2. Noise Reaction Model

According to Babisch’s noise reaction model, the “indirect/nonauditory pathway” (compared to the “direct/auditory pathway,” which describes effects on the auditory system by exposure to high levels of noise such as hearing loss and tinnitus) is crucial in determining adverse systemic health effects (Figure 1) [7, 8]. In this setting, low-level noise exposure interferes with communication, disturbs daily activities, and disrupts sleep, leading to sympathetic and endocrine activation and a number of cognitive and emotional reactions, including annoyance, depression, and mental stress. If the exposure persists over a period of time, the cognitive and emotional state of stress could then cause a pathophysiological cascade, resulting in increased stress hormone levels, blood pressure, and heart rate, which in turn favors the development of cerebrocardiovascular risk factors such as hypertension, arrhythmia, dyslipidemia, increased blood viscosity and blood glucose, and activation of blood clotting factors and the subsequent manifestation of cerebrocardiovascular disease such as stroke, ischemic heart disease, acute myocardial infarction, heart failure, and arterial hypertension [5, 6]. Of note, even short-term nocturnal aircraft noise exposure has been shown to be associated with takotsubo cardiomyopathy, a condition triggered by emotional stress and excessive stress hormone release (also known as broken-heart syndrome) [9]. Noise-induced annoyance has been proposed to play an intermediary role in disease development, i.e., the degree to which noise causes interference, annoyance, and mental stress may mediate the pathophysiological consequences and disease risk [10, 11]. Accordingly, traffic noise annoyance was shown to be an effect modifier or to be directly related to ischemic heart disease, hypertension, atrial fibrillation, myocardial infarction, stroke, and symptoms of cardiovascular disease [1018].
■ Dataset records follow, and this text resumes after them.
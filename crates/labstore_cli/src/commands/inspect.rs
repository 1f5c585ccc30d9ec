//! Inspect command implementation.

use labstore_storage::{DirBackend, KvBackend};
use serde::Serialize;
use std::path::Path;

/// Store inspection result.
#[derive(Debug, Serialize)]
pub struct InspectResult {
    /// Store path.
    pub path: String,
    /// Total size of all collection values in bytes.
    pub total_size: usize,
    /// Per-collection statistics.
    pub collections: Vec<CollectionStats>,
}

/// Statistics for a single collection key.
#[derive(Debug, Serialize)]
pub struct CollectionStats {
    /// Collection key.
    pub key: String,
    /// Number of records, or `None` when the value is a single object
    /// (the session key) or unparseable.
    #[serde(skip_serializing_if = "Option::is_none")]
    pub record_count: Option<usize>,
    /// Value size in bytes.
    pub size: usize,
}

/// Runs the inspect command.
pub fn run(path: &Path, format: &str) -> Result<(), Box<dyn std::error::Error>> {
    if !path.is_dir() {
        return Err(format!("no store found at {}", path.display()).into());
    }

    let backend = DirBackend::open(path)?;
    let mut collections = Vec::new();
    let mut total_size = 0;

    for key in backend.keys()? {
        let value = backend.get(&key)?.unwrap_or_default();
        let record_count = serde_json::from_slice::<Vec<serde_json::Value>>(&value)
            .map(|records| records.len())
            .ok();
        total_size += value.len();
        collections.push(CollectionStats {
            key,
            record_count,
            size: value.len(),
        });
    }

    let result = InspectResult {
        path: path.display().to_string(),
        total_size,
        collections,
    };

    match format {
        "json" => println!("{}", serde_json::to_string_pretty(&result)?),
        _ => {
            println!("Store: {}", result.path);
            println!("Total size: {} bytes", result.total_size);
            println!();
            println!("{:<16} {:>8} {:>10}", "COLLECTION", "RECORDS", "BYTES");
            for stats in &result.collections {
                let records = stats
                    .record_count
                    .map_or_else(|| "-".to_string(), |n| n.to_string());
                println!("{:<16} {:>8} {:>10}", stats.key, records, stats.size);
            }
        }
    }

    Ok(())
}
Additionally, considering that noise annoyance represents mental stress, it has been shown to be associated with psychological symptoms and disorders such as depression and anxiety, with the important notion that different noise sources may induce different levels of annoyance (Figure 2) [19, 20]. Importantly, chronic mental stress per se is a well-established independent risk factor for both cerebrocardiovascular and psychological disorders, while these conditions are known to negatively affect each other in a bidirectional way [21, 22]. Given this framework, chronic noise annoyance/stress may impair adaptation and increase stress vulnerability, leading to decreased stress resistance in order to cope with the stressor [15]. Instead, as a consequence of stress and onset of psychological disorders, noise exposure may promote maladaptive coping mechanisms in the manner of life style risk factors, as shown by recent studies indicating that traffic noise was related to physical inactivity, smoking, and alcohol consumption [2325]. Thus, besides the direct adverse cerebrocardiovascular effects of noise, an indirect pathway of adverse noise effects can be assumed causing cerebrocardiovascular disease via causing psychological disorder such as depression and anxiety.

3. Epidemiological Evidence for Health Effects of Noise

There is extensive epidemiological evidence for the significant relationship between environmental noise exposures, in particular for exposure to noise from road traffic, railway, and aircraft, and cerebrocardiovascular as well as psychological endpoints. In the following, an overview of studies for these endpoints shall be given. This review is based on a selective search of publications in PubMed from 2005 to 2019 with focus on systematic reviews, meta-analyses, and primary studies. We used the search terms: “noise exposure” in combination with “cardiovascular disease,” “cardiovascular,” “psychological,” “psychiatric,” “depression,” and “anxiety,” following an initial rapid review and selection of the articles based on the authors’ expertise. Clear descriptions of study population characteristics, adjustment for common confounders, description of inclusion and exclusion criteria, and robust methodology were at least required.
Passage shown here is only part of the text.